Dr. Strange (1978) Review

Rating: 1 Star

The following review contains spoilers.


Earth’s current Sorcerer Supreme, Thomas Lindmer, has grown old and is looking to choose a successor. At the same time, Morgan Le Fay has returned from her banishment in another realm to kill Lindmer and any protégés he may have, paving the way for Earth to be taken over by her demonic master. She possesses a young woman named Clea, and forces her to push Lindmer off a bridge. Lindmer survives and heads home to plan his next move, and Clea, haunted by visions of what she did, checks herself into a hospital. There she meets Dr. Stephen Strange, psychiatric resident, who recognizes her from a dream.

Lindmer brings Strange to his home, where he explains to him that he was a friend of Strange’s parents, and that Strange himself has the potential to be a great sorcerer. He also tells him the only way to save Clea is to retrieve her spirit from the astral plane. Strange does so, but still feels uncertain about the reality of magic. Later, after going on a (pretty unprofessional) date with Clea, Strange goes back to Lindmer to once again declare his uncertainty, and, while he’s leaving, he decides to grab a random stray cat and put it in Lindmer’s house. The cat is actually Le Fay in disguise, and she blasts Lindmer with magic beams, but can’t seem to kill him.

Back at Clea’s, Strange is approached by Le Fay, who tells him that she will kill Clea if he doesn’t come with Le Fay to another realm. He follows her, and she offers him wealth, power, and herself, if he will simply take off his father’s ring and join her in her conquest of Earth. He refuses, somehow defeats Le Fay, and escapes. With Le Fay gone, Strange agrees to accept Lindmer’s offer and become a sorcerer. Clea has forgotten the painful incidents of the past few days and goes on another first date with her doctor, Stephen Strange. Meanwhile, Le Fay begins appearing on TV as a self-help writer with, I can only assume, sinister plans.

Best Parts:

When Clea pushes Lindmer off a bridge, it’s an exciting and unexpected moment. At first it seems like he’s gone for good, and we’re left wondering how Strange will discover his powers and get involved in the story. Then Lindmer gets up, dusts himself off, and we keep going, which is disappointing.
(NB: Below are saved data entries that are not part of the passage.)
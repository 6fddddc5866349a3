//! Typed resource declarations.
//!
//! Every resource spec carries a logical name unique within its unit and a
//! typed body. Properties that can point elsewhere are [`Value`]s, so the
//! references of a spec can be enumerated (for validation and graph
//! building) and rewritten (when inputs are resolved) without knowing the
//! body's shape.

use std::collections::BTreeMap;
use std::fmt;

use serde::{Deserialize, Serialize};
use tierstack_common::types::{Cidr, LogicalName};

use crate::iam::Role;
use crate::reference::{Attribute, Reference, Value};
use crate::security::SecurityBoundary;
use crate::service::DeployableService;

/// Kind of a declared resource.
#[derive(Debug, Clone, Copy, PartialEq, Eq, Hash, Serialize, Deserialize)]
#[serde(rename_all = "snake_case")]
pub enum ResourceKind {
    /// Network boundary (VPC).
    Network,
    /// Security boundary (security group).
    SecurityBoundary,
    /// Compute cluster.
    Cluster,
    /// Keyed data store.
    DataStore,
    /// Private service-discovery namespace.
    DiscoveryNamespace,
    /// IAM role.
    Role,
    /// Log sink.
    LogSink,
    /// Load balancer.
    LoadBalancer,
    /// Load-balancer listener.
    Listener,
    /// Load-balancer target group.
    TargetGroup,
    /// Deployable service.
    Service,
}

impl ResourceKind {
    /// Attributes a realized resource of this kind exposes.
    #[must_use]
    pub const fn attributes(self) -> &'static [Attribute] {
        match self {
            Self::Network => &[Attribute::Id, Attribute::CidrBlock],
            Self::SecurityBoundary => &[Attribute::Id, Attribute::Name],
            Self::Cluster | Self::DiscoveryNamespace => {
                &[Attribute::Id, Attribute::Arn, Attribute::Name]
            }
            Self::DataStore | Self::Role | Self::LogSink | Self::TargetGroup => {
                &[Attribute::Arn, Attribute::Name]
            }
            Self::LoadBalancer => &[Attribute::Arn, Attribute::DnsName],
            Self::Listener => &[Attribute::Arn],
            Self::Service => &[Attribute::Arn, Attribute::Name, Attribute::DiscoveryName],
        }
    }

    /// Returns whether resources of this kind expose `attribute`.
    #[must_use]
    pub fn exposes(self, attribute: Attribute) -> bool {
        self.attributes().contains(&attribute)
    }
}

impl fmt::Display for ResourceKind {
    fn fmt(&self, f: &mut fmt::Formatter<'_>) -> fmt::Result {
        let s = match self {
            Self::Network => "network",
            Self::SecurityBoundary => "security-boundary",
            Self::Cluster => "cluster",
            Self::DataStore => "data-store",
            Self::DiscoveryNamespace => "discovery-namespace",
            Self::Role => "role",
            Self::LogSink => "log-sink",
            Self::LoadBalancer => "load-balancer",
            Self::Listener => "listener",
            Self::TargetGroup => "target-group",
            Self::Service => "service",
        };
        f.write_str(s)
    }
}

/// What happens to a resource's data when it is destroyed.
#[derive(Debug, Clone, Copy, PartialEq, Eq, Serialize, Deserialize)]
#[serde(rename_all = "snake_case")]
pub enum RemovalPolicy {
    /// Data is deleted with the resource.
    Destroy,
    /// Resource is orphaned and kept.
    Retain,
}

/// Network boundary with DNS settings.
#[derive(Debug, Clone, PartialEq, Eq, Serialize, Deserialize)]
pub struct NetworkBoundary {
    /// Address range.
    pub cidr: Cidr,
    /// Whether instances get DNS hostnames.
    pub enable_dns_hostnames: bool,
    /// Whether DNS resolution is enabled.
    pub enable_dns_support: bool,
    /// Resource tags.
    pub tags: BTreeMap<String, String>,
}

/// Compute cluster.
#[derive(Debug, Clone, PartialEq, Eq, Serialize, Deserialize)]
pub struct Cluster {
    /// Network the cluster runs in.
    pub network: Value,
}

/// Partition key type.
#[derive(Debug, Clone, Copy, PartialEq, Eq, Serialize, Deserialize)]
#[serde(rename_all = "snake_case")]
pub enum KeyType {
    /// Numeric key.
    Number,
    /// String key.
    String,
}

/// Keyed data store.
#[derive(Debug, Clone, PartialEq, Eq, Serialize, Deserialize)]
pub struct DataStore {
    /// Table name.
    pub table_name: String,
    /// Partition key attribute name.
    pub partition_key: String,
    /// Partition key type.
    pub key_type: KeyType,
    /// Removal policy.
    pub removal: RemovalPolicy,
}

/// Private DNS namespace.
#[derive(Debug, Clone, PartialEq, Eq, Serialize, Deserialize)]
pub struct DiscoveryNamespace {
    /// Fully-qualified namespace name.
    pub namespace_name: String,
    /// Network the namespace resolves in.
    pub network: Value,
}

/// Log sink.
#[derive(Debug, Clone, PartialEq, Eq, Serialize, Deserialize)]
pub struct LogSink {
    /// Log group name.
    pub group_name: String,
    /// Removal policy.
    pub removal: RemovalPolicy,
}

/// Subnet placement of a load balancer.
#[derive(Debug, Clone, Copy, PartialEq, Eq, Serialize, Deserialize)]
#[serde(rename_all = "snake_case")]
pub enum SubnetPlacement {
    /// Publicly routable subnets.
    Public,
    /// Private subnets.
    Private,
}

/// Application load balancer.
#[derive(Debug, Clone, PartialEq, Eq, Serialize, Deserialize)]
pub struct LoadBalancer {
    /// Network the balancer lives in.
    pub network: Value,
    /// Whether the balancer has a public address.
    pub internet_facing: bool,
    /// Security boundary of the balancer.
    pub security_boundary: Value,
    /// Subnet placement.
    pub subnets: SubnetPlacement,
}

/// Application protocol.
#[derive(Debug, Clone, Copy, PartialEq, Eq, Serialize, Deserialize)]
#[serde(rename_all = "snake_case")]
pub enum AppProtocol {
    /// Plain HTTP.
    Http,
    /// HTTP over TLS.
    Https,
}

/// Listener on a load balancer.
#[derive(Debug, Clone, PartialEq, Eq, Serialize, Deserialize)]
pub struct Listener {
    /// Owning load balancer.
    pub load_balancer: Value,
    /// Listening port.
    pub port: u16,
    /// Protocol.
    pub protocol: AppProtocol,
}

/// Health check of a target group.
#[derive(Debug, Clone, PartialEq, Eq, Serialize, Deserialize)]
pub struct TargetHealthCheck {
    /// Whether health checking is enabled.
    pub enabled: bool,
    /// HTTP path probed with `GET`.
    pub path: String,
    /// Accepted status codes, comma separated.
    pub healthy_http_codes: String,
}

/// Target group behind a listener.
#[derive(Debug, Clone, PartialEq, Eq, Serialize, Deserialize)]
pub struct TargetGroup {
    /// Listener forwarding to this group.
    pub listener: Value,
    /// Target port.
    pub port: u16,
    /// Target protocol.
    pub protocol: AppProtocol,
    /// Health check.
    pub health_check: TargetHealthCheck,
}

/// Typed body of a resource spec.
#[derive(Debug, Clone, PartialEq, Eq, Serialize, Deserialize)]
#[serde(tag = "kind", rename_all = "snake_case")]
pub enum ResourceBody {
    /// Network boundary.
    Network(NetworkBoundary),
    /// Security boundary.
    SecurityBoundary(SecurityBoundary),
    /// Compute cluster.
    Cluster(Cluster),
    /// Data store.
    DataStore(DataStore),
    /// Discovery namespace.
    DiscoveryNamespace(DiscoveryNamespace),
    /// IAM role.
    Role(Role),
    /// Log sink.
    LogSink(LogSink),
    /// Load balancer.
    LoadBalancer(LoadBalancer),
    /// Listener.
    Listener(Listener),
    /// Target group.
    TargetGroup(TargetGroup),
    /// Deployable service.
    Service(Box<DeployableService>),
}

impl ResourceBody {
    /// Kind of this body.
    #[must_use]
    pub const fn kind(&self) -> ResourceKind {
        match self {
            Self::Network(_) => ResourceKind::Network,
            Self::SecurityBoundary(_) => ResourceKind::SecurityBoundary,
            Self::Cluster(_) => ResourceKind::Cluster,
            Self::DataStore(_) => ResourceKind::DataStore,
            Self::DiscoveryNamespace(_) => ResourceKind::DiscoveryNamespace,
            Self::Role(_) => ResourceKind::Role,
            Self::LogSink(_) => ResourceKind::LogSink,
            Self::LoadBalancer(_) => ResourceKind::LoadBalancer,
            Self::Listener(_) => ResourceKind::Listener,
            Self::TargetGroup(_) => ResourceKind::TargetGroup,
            Self::Service(_) => ResourceKind::Service,
        }
    }

    /// Every property value of the body, literal or not.
    #[must_use]
    pub fn values(&self) -> Vec<&Value> {
        match self {
            Self::Network(_) | Self::DataStore(_) | Self::LogSink(_) => Vec::new(),
            Self::SecurityBoundary(sg) => sg.values(),
            Self::Cluster(c) => vec![&c.network],
            Self::DiscoveryNamespace(ns) => vec![&ns.network],
            Self::Role(role) => role.values(),
            Self::LoadBalancer(lb) => vec![&lb.network, &lb.security_boundary],
            Self::Listener(l) => vec![&l.load_balancer],
            Self::TargetGroup(tg) => vec![&tg.listener],
            Self::Service(svc) => svc.values(),
        }
    }

    /// Mutable access to every property value of the body.
    pub fn values_mut(&mut self) -> Vec<&mut Value> {
        match self {
            Self::Network(_) | Self::DataStore(_) | Self::LogSink(_) => Vec::new(),
            Self::SecurityBoundary(sg) => sg.values_mut(),
            Self::Cluster(c) => vec![&mut c.network],
            Self::DiscoveryNamespace(ns) => vec![&mut ns.network],
            Self::Role(role) => role.values_mut(),
            Self::LoadBalancer(lb) => vec![&mut lb.network, &mut lb.security_boundary],
            Self::Listener(l) => vec![&mut l.load_balancer],
            Self::TargetGroup(tg) => vec![&mut tg.listener],
            Self::Service(svc) => svc.values_mut(),
        }
    }
}

/// A declared resource.
#[derive(Debug, Clone, PartialEq, Eq, Serialize, Deserialize)]
pub struct ResourceSpec {
    /// Logical name, unique within the unit.
    pub name: LogicalName,
    /// Typed body.
    #[serde(flatten)]
    pub body: ResourceBody,
}

impl ResourceSpec {
    /// Creates a resource spec.
    #[must_use]
    pub fn new(name: &str, body: ResourceBody) -> Self {
        Self {
            name: LogicalName::new(name),
            body,
        }
    }

    /// Kind of the resource.
    #[must_use]
    pub const fn kind(&self) -> ResourceKind {
        self.body.kind()
    }

    /// References held by the resource's properties.
    #[must_use]
    pub fn references(&self) -> Vec<&Reference> {
        self.body
            .values()
            .into_iter()
            .filter_map(Value::reference)
            .collect()
    }

    /// Logical names of same-unit resources this resource depends on.
    #[must_use]
    pub fn local_dependencies(&self) -> Vec<&LogicalName> {
        let mut deps: Vec<&LogicalName> = self
            .references()
            .into_iter()
            .filter_map(|r| match r {
                Reference::Resource { name, .. } => Some(name),
                Reference::Input { .. } => None,
            })
            .collect();
        deps.sort();
        deps.dedup();
        deps
    }

    /// Names of unit inputs this resource reads.
    #[must_use]
    pub fn input_dependencies(&self) -> Vec<&str> {
        let mut deps: Vec<&str> = self
            .references()
            .into_iter()
            .filter_map(|r| match r {
                Reference::Input { name } => Some(name.as_str()),
                Reference::Resource { .. } => None,
            })
            .collect();
        deps.sort_unstable();
        deps.dedup();
        deps
    }

    /// Returns the service body, if this is a deployable service.
    #[must_use]
    pub fn as_service(&self) -> Option<&DeployableService> {
        match &self.body {
            ResourceBody::Service(svc) => Some(svc.as_ref()),
            _ => None,
        }
    }

    /// Returns the security boundary body, if this is one.
    #[must_use]
    pub const fn as_security_boundary(&self) -> Option<&SecurityBoundary> {
        match &self.body {
            ResourceBody::SecurityBoundary(sg) => Some(sg),
            _ => None,
        }
    }

    /// Returns the role body, if this is one.
    #[must_use]
    pub const fn as_role(&self) -> Option<&Role> {
        match &self.body {
            ResourceBody::Role(role) => Some(role),
            _ => None,
        }
    }
}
There’s a moment where Strange is sitting with Lindmer, who is explaining they have to go to the astral plane to save Clea, and Strange says something like, “So when do we begin?” And then, from Strange’s first-person perspective, we see Lindmer say, “Now.” And then we fly backwards down a mystical kaleidoscope tunnel, and the whole thing is a cool effect.

I like that they updated Wong from being a humble manservant to a guy in a nice suit who is a friend and disciple of Lindmer.

That 70s soundtrack is pretty wild.

Worst Parts:

I sat down to watch this 90-minute movie, excited, bright-eyed, bushy-tailed, and fell asleep twice. It’s interminably boring.

It’s very clearly a TV-pilot and not a movie. It’s not just an origin story that leaves room for more adventures, but entirely set-up for the next episode, which was never produced. We see Morgan Le Fay being punished for her failure and turned into an old hag, to be imprisoned forever in the demon realm, and then five minutes later she’s back on Earth posing as a writer, giving a TV interview, with no connection between these moments.

Dr. Strange, ladies’ man. He’s introduced talking with a nurse about all of his hot dates, before propositioning her. Morgan Le Fay explains to her demon boss that she failed to kill Strange the first time she saw him because she’s attracted to him, and craves his touch. On his first date with Clea he suggests they take a hot bath together. He’s an odd-looking guy with this weird hair and this mustache and it’s all just creepy.

Did I mention how boring it is? It’s too boring to even make fun of it. They took everything magical about the Doctor Strange comics and made it boring. Instead of a brilliant surgeon who loses everything and desperately finds a new way of life in studying magic, Dr. Strange is just a doctor whose dad was apparently magical in some way and Strange inherited his powers. Instead of being the niece of the Dread Dormmamu, Clea is just a random student in the wrong place at the wrong time. At the end of this grind, Strange is still a practicing doctor! Like every episode of whatever this TV show was going to be was still going to involve him going to work and seeing patients and dealing with interoffice rivalries.